Blackouts: A Novel by Justin Torres (Farrar, Straus and Giroux). Reviewed by Carr Harkrader. “Readers’ patience for such intriguing, digressive, confusing, interrupted, and allusive writing may determine their reaction to the book…But reading the novel a second time felt like picking up another book. New details stepped out as if from behind a curtain. This time around, the story seemed to be about the perplexing impact of parentage. That’s because Blackouts focuses, in part, on the contributions Jan Gay made to the research undergirding “Sex Variants” and how that work was appropriated by the study’s main (straight) author. Her research was taken from her and grew into something entirely different. But Gay has her own stories, the reader discovers, told within and around her erasure.”

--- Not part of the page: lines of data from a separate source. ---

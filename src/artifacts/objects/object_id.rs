//! Git object identifier
//!
//! The lowercase hex SHA-1 of an encoded object (header included). Identical content
//! always yields the identical ID, which is what lets the object database deduplicate
//! blobs and subtrees. Trees embed the 20 raw bytes instead of the hex text.

use crate::artifacts::objects::OBJECT_ID_LENGTH;
use sha1::{Digest, Sha1};
use std::path::PathBuf;

/// Number of raw bytes in a SHA-1 digest
pub const RAW_OBJECT_ID_LENGTH: usize = OBJECT_ID_LENGTH / 2;

#[derive(Debug, Clone, PartialEq, Eq, Hash, Default, PartialOrd, Ord)]
pub struct ObjectId(String);

impl ObjectId {
    /// Accepts 40 hex digits in either case; the ID is kept lowercase
    pub fn try_parse(id: String) -> anyhow::Result<Self> {
        if id.len() != OBJECT_ID_LENGTH || !id.bytes().all(|b| b.is_ascii_hexdigit()) {
            anyhow::bail!("invalid object id {id:?}, expected {OBJECT_ID_LENGTH} hex digits");
        }

        Ok(Self(id.to_ascii_lowercase()))
    }

    pub fn hash(encoded: &[u8]) -> Self {
        Self::from_raw(&Sha1::digest(encoded).into())
    }

    pub fn from_raw(raw: &[u8; RAW_OBJECT_ID_LENGTH]) -> Self {
        Self(raw.iter().map(|byte| format!("{byte:02x}")).collect())
    }

    pub fn to_raw(&self) -> [u8; RAW_OBJECT_ID_LENGTH] {
        let mut raw = [0; RAW_OBJECT_ID_LENGTH];
        for (byte, pair) in raw.iter_mut().zip(self.0.as_bytes().chunks_exact(2)) {
            // validated as hex digits on construction
            *byte = (hex_value(pair[0]) << 4) | hex_value(pair[1]);
        }
        raw
    }

    /// `ab/cdef...`, the loose object location below `objects/`
    pub fn to_path(&self) -> PathBuf {
        let (dir, file) = self.0.split_at(2);
        PathBuf::from(dir).join(file)
    }

    pub fn to_short_oid(&self) -> String {
        self.0[..7].to_string()
    }
}

fn hex_value(digit: u8) -> u8 {
    match digit {
        b'0'..=b'9' => digit - b'0',
        b'a'..=b'f' => digit - b'a' + 10,
        _ => 0,
    }
}

impl AsRef<str> for ObjectId {
    fn as_ref(&self) -> &str {
        &self.0
    }
}

impl std::fmt::Display for ObjectId {
    fn fmt(&self, f: &mut std::fmt::Formatter<'_>) -> std::fmt::Result {
        write!(f, "{}", self.0)
    }
}
//! Loose object database (`objects/` of a git directory)
//!
//! Objects are content-addressed, so storing is idempotent: an object that already
//! exists on disk is never rewritten. A new object is written to a temporary file in
//! its fan-out directory and renamed into place, so readers never observe a partial
//! object.

use crate::artifacts::objects::blob::Blob;
use crate::artifacts::objects::commit::Commit;
use crate::artifacts::objects::object::{Object, Unpackable};
use crate::artifacts::objects::object_id::ObjectId;
use crate::artifacts::objects::object_type::{ObjectHeader, ObjectType};
use crate::artifacts::objects::tree::Tree;
use anyhow::Context;
use bytes::{Buf, Bytes};
use fake::rand;
use flate2::Compression;
use flate2::read::ZlibDecoder;
use flate2::write::ZlibEncoder;
use std::io::{Read, Write};
use std::path::{Path, PathBuf};

#[derive(Debug)]
pub struct Database {
    path: Box<Path>,
}

impl Database {
    pub fn new(path: Box<Path>) -> Self {
        Database { path }
    }

    pub fn objects_path(&self) -> &Path {
        &self.path
    }

    /// Write an object unless it is already present and return its ID
    pub fn store(&self, object: &impl Object) -> anyhow::Result<ObjectId> {
        let encoded = object.serialize()?;
        let object_id = ObjectId::hash(&encoded);
        let object_path = self.object_path(&object_id);

        if object_path.exists() {
            return Ok(object_id);
        }

        let fan_out_dir = object_path
            .parent()
            .with_context(|| format!("invalid object path {}", object_path.display()))?;
        std::fs::create_dir_all(fan_out_dir).with_context(|| {
            format!("cannot create object directory {}", fan_out_dir.display())
        })?;

        let temp_path = fan_out_dir.join(format!("tmp_obj_{:08x}", rand::random::<u32>()));
        Self::write_compressed(&temp_path, &encoded)?;

        if let Err(err) = std::fs::rename(&temp_path, &object_path) {
            let _ = std::fs::remove_file(&temp_path);
            return Err(err)
                .with_context(|| format!("cannot move object into {}", object_path.display()));
        }

        Ok(object_id)
    }

    pub fn parse_object_as_blob(&self, object_id: &ObjectId) -> anyhow::Result<Option<Blob>> {
        self.parse_object_as(object_id, ObjectType::Blob)
    }

    pub fn parse_object_as_tree(&self, object_id: &ObjectId) -> anyhow::Result<Option<Tree>> {
        self.parse_object_as(object_id, ObjectType::Tree)
    }

    pub fn parse_object_as_commit(&self, object_id: &ObjectId) -> anyhow::Result<Option<Commit>> {
        self.parse_object_as(object_id, ObjectType::Commit)
    }

    /// `None` when the object exists but has another type
    fn parse_object_as<T: Unpackable>(
        &self,
        object_id: &ObjectId,
        expected: ObjectType,
    ) -> anyhow::Result<Option<T>> {
        let (header, body) = self.read_object(object_id)?;
        if header.object_type != expected {
            return Ok(None);
        }

        T::deserialize(body.reader())
            .with_context(|| format!("cannot parse {expected} {object_id}"))
            .map(Some)
    }

    fn read_object(&self, object_id: &ObjectId) -> anyhow::Result<(ObjectHeader, Bytes)> {
        let object_path = self.object_path(object_id);
        let compressed = std::fs::read(&object_path)
            .with_context(|| format!("cannot read object {object_id}"))?;

        let mut content = Vec::new();
        ZlibDecoder::new(compressed.as_slice())
            .read_to_end(&mut content)
            .with_context(|| format!("object {object_id} is corrupt"))?;

        let mut reader = content.as_slice();
        let header = ObjectHeader::read_from(&mut reader)?;
        if header.size != reader.len() {
            anyhow::bail!(
                "object {object_id} declares {} bytes but holds {}",
                header.size,
                reader.len()
            );
        }

        Ok((header, Bytes::copy_from_slice(reader)))
    }

    fn write_compressed(path: &Path, content: &[u8]) -> anyhow::Result<()> {
        let file = std::fs::OpenOptions::new()
            .write(true)
            .create_new(true)
            .open(path)
            .with_context(|| format!("cannot create object file {}", path.display()))?;

        let mut encoder = ZlibEncoder::new(file, Compression::default());
        encoder
            .write_all(content)
            .and_then(|_| encoder.finish())
            .map(drop)
            .with_context(|| format!("cannot write object file {}", path.display()))
    }

    fn object_path(&self, object_id: &ObjectId) -> PathBuf {
        self.path.join(object_id.to_path())
    }
}

#[cfg(test)]
mod tests {
    use super::*;
    use assert_fs::TempDir;
    use pretty_assertions::assert_eq;

    #[test]
    fn stored_blob_can_be_read_back() {
        let dir = TempDir::new().unwrap();
        let database = Database::new(dir.path().into());

        let oid = database.store(&Blob::new(b"hello\n".to_vec())).unwrap();

        assert_eq!(oid.as_ref(), "ce013625030ba8dba906f756967f9e9ca394464a");
        assert!(dir.path().join("ce").join("013625030ba8dba906f756967f9e9ca394464a").is_file());
        assert_eq!(
            database.parse_object_as_blob(&oid).unwrap().unwrap().content().as_ref(),
            b"hello\n"
        );
    }

    #[test]
    fn storing_the_same_object_twice_is_a_no_op() {
        let dir = TempDir::new().unwrap();
        let database = Database::new(dir.path().into());
        let blob = Blob::new(b"same".to_vec());

        let first = database.store(&blob).unwrap();
        let object_path = dir.path().join(first.to_path());
        let written = std::fs::metadata(&object_path).unwrap().modified().unwrap();

        let second = database.store(&blob).unwrap();

        assert_eq!(first, second);
        assert_eq!(
            std::fs::metadata(&object_path).unwrap().modified().unwrap(),
            written
        );
        assert_eq!(std::fs::read_dir(object_path.parent().unwrap()).unwrap().count(), 1);
    }

    #[test]
    fn typed_parsing_rejects_other_object_kinds() {
        let dir = TempDir::new().unwrap();
        let database = Database::new(dir.path().into());

        let oid = database.store(&Blob::new(b"not a tree".to_vec())).unwrap();

        assert!(database.parse_object_as_tree(&oid).unwrap().is_none());
        assert!(database.parse_object_as_commit(&oid).unwrap().is_none());
    }

    #[test]
    fn objects_with_a_wrong_size_are_corrupt() {
        let dir = TempDir::new().unwrap();
        let database = Database::new(dir.path().into());
        let oid = ObjectId::hash(b"blob 9\0short");
        std::fs::create_dir_all(dir.path().join(oid.to_path()).parent().unwrap()).unwrap();
        Database::write_compressed(&dir.path().join(oid.to_path()), b"blob 9\0short").unwrap();

        let err = database.parse_object_as_blob(&oid).unwrap_err();

        assert!(err.to_string().contains("declares 9 bytes but holds 5"), "{err}");
    }
}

The Globe: How the Earth Became Round by James Hannam (Reaktion Books). Reviewed by Anne Cassidy. “Throughout the book, Hannam explores the role of religion and culture in scientific thinking. Manicheans and Zoroastrians had trouble reconciling a spherical world with their beliefs. The Chinese clung to their perception of a square earth and circular heaven until the 18th century. Saint Augustine knew about the round world from Aristotle, but because it didn’t sit well with a literal reading of the Bible, he kept quiet about it. In general, though, religion has squelched science less often than we think, Hannam asserts.”

Ndima Ndima by Tsitsi Mapepa (Catalyst Press). Reviewed by Susi Wyss. “Eventually, Zuva and Nyeredzi’s collective grief over losses to violence and disease lead them both to have crises of faith, creating a divide between them that Nyeredzi must attempt to bridge. It is a testament to Mapepa’s writing that, as she intended, readers feel pulled into the women’s woes, a constant reminder that, according to Zuva, ‘We are all related through humanity.’”

To Free the Captives: A Plea for the American Soul by Tracy K. Smith (Knopf). Reviewed by Sarah Trembath. “In between memories, researched realizations, visits with folks, and all that she learns about her upwardly mobile loved ones, Smith paints a picture of what it really meant/means to be Black and survive, ‘to stand up against blow after psychic blow.’ She writes not of the big tragedies and blockades that we already know about but of the all-but-invisible humiliations endured and sometimes transcended by proud people with little recourse to challenge them outright. Using the poet’s skill of rendering in words things all but impossible to render in words, Smith tells us about how a prayer is heard.”